The West insists that it is “civilized”; so civilized in fact that it wants to export its values to the rest of the world. Those unable to appreciate Western values must be uncivilized, especially Muslims, who cling to such primitive notions as religion. One of the things the West points to that shows how civilized it is, is the abolition of the death penalty in most Western countries. Only in the US is the death penalty still applied but it has devised a very “civilized” way of killing people: by lethal injection. Hanging is considered too barbaric. It is a different story that each year, 30,000 Americans kill each other using guns.

There are other aspects that the West says reflect its civilized nature. Its cities are well planned; traffic runs smoothly because people obey rules; trains and buses run on time and there are shiny tall buildings all pointing to the West’s superiority and progress. Similarly, politics are conducted in a civilized manner. Governments elected for a four- or five-year term are allowed to complete their term; political leaders do not have to be driven out of office by force as in most third world countries. Western armies do not stage coups and generals do not lord over politicians. It is all very organized and civilized.

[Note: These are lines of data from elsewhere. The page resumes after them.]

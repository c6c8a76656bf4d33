use crate::{auth::AuthenticatedUserId, collections::Summary, error::AppError, state::AppState};
use actix_web::{get, web, HttpResponse, Responder};
use chrono::Utc;

/// Done and pending counts, hours, mood and streak for the dashboard.
#[get("/summary")]
pub async fn get_summary(
    state: web::Data<AppState>,
    _user: AuthenticatedUserId,
) -> Result<impl Responder, AppError> {
    let habits = state.habits.list()?;
    let tasks = state.tasks.list()?;
    let logs = state.logs.list()?;
    let summary = Summary::from_items(&habits, &tasks, &logs, Utc::now().date_naive());
    Ok(HttpResponse::Ok().json(summary))
}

There are other signs of its “civilized” behaviour. Even before the Second World War had ended, the victors of the war led by the US, Britain and France created the United Nations so that the affairs of the world are managed properly. To make sure the UN functioned smoothly, the civilized nations (that is, the victors of the War that had resulted in the killing of 60 million people, mostly in Europe and Russia) also established the Security Council and gave themselves veto power. The five permanent veto-wielding members decide how the rest of the world should behave. Initially, these included America, Britain, France, the Soviet Union (now Russia) and China but not the People’s Republic of China because the Chinese under Mao Tze Dung had led a communist revolution and behaved in an uncivilized manner by driving the pro-American Chiang Kai Shek regime from power and confined him to the island of Formosa (now called Taiwan). So the Chinese seat on the Security Council was occupied by Taiwan until 1971 when America established cordial relations with the People’s Republic of China following Henry Kissinger’s visit to Beijing in July 1971. That visit, facilitated by then Pakistani military dictator, General Yahya Khan, earned Pakistan a promise that should India attack Pakistani forces in East Pakistan (now Bangladesh) where the army was involved in putting down the Awami League-led rebellion, the American Sixth Fleet would come to their aid. When the Indians launched their invasion in November 1971, 90,000 Pakistani soldiers waited for three weeks for the marines to show up but when they did not, the Pakistanis surrendered to the invading Indian army on December 16, 1971, watched by billions of people on television.

But let us continue with the story of the West’s civilization. After the Second World War, the victorious Western governments also established what is known as the Nuremburg Tribunals to put on trial the defeated Nazis and Japanese. Their leaders and military officers were tried for war crimes and duly executed. The Japanese in particular were punished for torturing western prisoners by waterboarding. After the War, the West also enacted a number of laws called the Geneva Conventions that established rules of conduct in war, humane treatment of prisoners and also a Convention against Torture. Western countries signed these conventions to show how civilized they were. During the Vietnam War, when the Vietnamese tortured some American prisoners, they were roundly condemned as barbarians and uncivilized.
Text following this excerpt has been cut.